— Exercise aim —
Repeat each entry verbatim.

— Data supplied —

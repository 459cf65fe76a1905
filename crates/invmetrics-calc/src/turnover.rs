//! 庫存周轉率與庫存天數（DIO）

use rust_decimal::Decimal;
use serde::{Deserialize, Serialize};

use crate::aggregate::{guarded_div, round_half_up, Aggregator, Field};
use crate::window::Window;

/// 庫存周轉率
#[derive(Debug, Clone, PartialEq, Eq, Serialize, Deserialize)]
pub struct Turnover {
    pub store_id: String,
    pub sku: String,
    pub total_sold: u64,
    pub avg_inventory: Option<Decimal>,

    /// `round(total_sold / avg_inventory, 2)`
    pub turnover_ratio: Option<Decimal>,
}

/// 庫存天數（Days of Inventory Outstanding）
#[derive(Debug, Clone, PartialEq, Eq, Serialize, Deserialize)]
pub struct DaysOfInventory {
    pub store_id: String,
    pub sku: String,
    pub avg_inventory: Option<Decimal>,
    pub avg_daily_sales: Option<Decimal>,

    /// `round(avg_inventory / avg_daily_sales, 1)`
    pub days_of_inventory: Option<Decimal>,
}

/// 周轉率計算器
pub struct TurnoverCalculator;

impl TurnoverCalculator {
    /// 年度窗口內的周轉率；平均庫存為 0 時未定義
    pub fn calculate(annual_window: &Window) -> Vec<Turnover> {
        Aggregator::by_store_product(annual_window)
            .into_iter()
            .map(|((store_id, sku), stats)| {
                let total_sold = stats.sum(Field::UnitsSold);
                let avg_inventory = stats.avg(Field::InventoryLevel);

                // total_sold / (inventory_sum / count) = total_sold × count / inventory_sum
                let turnover_ratio = Decimal::from(total_sold)
                    .checked_mul(Decimal::from(stats.count()))
                    .and_then(|scaled| {
                        guarded_div(scaled, Some(Decimal::from(stats.sum(Field::InventoryLevel))))
                    })
                    .map(|ratio| round_half_up(ratio, 2));

                Turnover {
                    store_id,
                    sku,
                    total_sold,
                    avg_inventory,
                    turnover_ratio,
                }
            })
            .collect()
    }
}

/// 庫存天數計算器
pub struct DioCalculator;

impl DioCalculator {
    /// 需求窗口內的庫存天數
    ///
    /// 平均庫存或平均日銷量為 0 時未定義。
    pub fn calculate(demand_window: &Window) -> Vec<DaysOfInventory> {
        Aggregator::by_store_product(demand_window)
            .into_iter()
            .map(|((store_id, sku), stats)| {
                let inventory_sum = stats.sum(Field::InventoryLevel);

                // 兩個平均值的分母相同，直接以總和相除
                let days_of_inventory = (inventory_sum > 0)
                    .then(|| {
                        guarded_div(
                            Decimal::from(inventory_sum),
                            Some(Decimal::from(stats.sum(Field::UnitsSold))),
                        )
                    })
                    .flatten()
                    .map(|days| round_half_up(days, 1));

                DaysOfInventory {
                    store_id,
                    sku,
                    avg_inventory: stats.avg(Field::InventoryLevel),
                    avg_daily_sales: stats.avg(Field::UnitsSold),
                    days_of_inventory,
                }
            })
            .collect()
    }
}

— Exercise answer —
repository 459cf65fe76a1905
filename crates/invmetrics-calc/src/turnover.rs
//! 庫存周轉率與庫存天數（DIO）

use rust_decimal::Decimal;
use serde::{Deserialize, Serialize};

use crate::aggregate::{guarded_div, round_half_up, Aggregator, Field};
use crate::window::Window;

/// 庫存周轉率
#[derive(Debug, Clone, PartialEq, Eq, Serialize, Deserialize)]
pub struct Turnover {
    pub store_id: String,
    pub sku: String,
    pub total_sold: u64,
    pub avg_inventory: Option<Decimal>,

    /// `round(total_sold / avg_inventory, 2)`
    pub turnover_ratio: Option<Decimal>,
}

/// 庫存天數（Days of Inventory Outstanding）
#[derive(Debug, Clone, PartialEq, Eq, Serialize, Deserialize)]
pub struct DaysOfInventory {
    pub store_id: String,
    pub sku: String,
    pub avg_inventory: Option<Decimal>,
    pub avg_daily_sales: Option<Decimal>,

    /// `round(avg_inventory / avg_daily_sales, 1)`
    pub days_of_inventory: Option<Decimal>,
}

/// 周轉率計算器
pub struct TurnoverCalculator;

impl TurnoverCalculator {
    /// 年度窗口內的周轉率；平均庫存為 0 時未定義
    pub fn calculate(annual_window: &Window) -> Vec<Turnover> {
        Aggregator::by_store_product(annual_window)
            .into_iter()
            .map(|((store_id, sku), stats)| {
                let total_sold = stats.sum(Field::UnitsSold);
                let avg_inventory = stats.avg(Field::InventoryLevel);

                // total_sold / (inventory_sum / count) = total_sold × count / inventory_sum
                let turnover_ratio = Decimal::from(total_sold)
                    .checked_mul(Decimal::from(stats.count()))
                    .and_then(|scaled| {
                        guarded_div(scaled, Some(Decimal::from(stats.sum(Field::InventoryLevel))))
                    })
                    .map(|ratio| round_half_up(ratio, 2));

                Turnover {
                    store_id,
                    sku,
                    total_sold,
                    avg_inventory,
                    turnover_ratio,
                }
            })
            .collect()
    }
}

/// 庫存天數計算器
pub struct DioCalculator;

impl DioCalculator {
    /// 需求窗口內的庫存天數
    ///
    /// 平均庫存或平均日銷量為 0 時未定義。
    pub fn calculate(demand_window: &Window) -> Vec<DaysOfInventory> {
        Aggregator::by_store_product(demand_window)
            .into_iter()
            .map(|((store_id, sku), stats)| {
                let inventory_sum = stats.sum(Field::InventoryLevel);

                // 兩個平均值的分母相同，直接以總和相除
                let days_of_inventory = (inventory_sum > 0)
                    .then(|| {
                        guarded_div(
                            Decimal::from(inventory_sum),
                            Some(Decimal::from(stats.sum(Field::UnitsSold))),
                        )
                    })
                    .flatten()
                    .map(|days| round_half_up(days, 1));

                DaysOfInventory {
                    store_id,
                    sku,
                    avg_inventory: stats.avg(Field::InventoryLevel),
                    avg_daily_sales: stats.avg(Field::UnitsSold),
                    days_of_inventory,
                }
            })
            .collect()
    }
}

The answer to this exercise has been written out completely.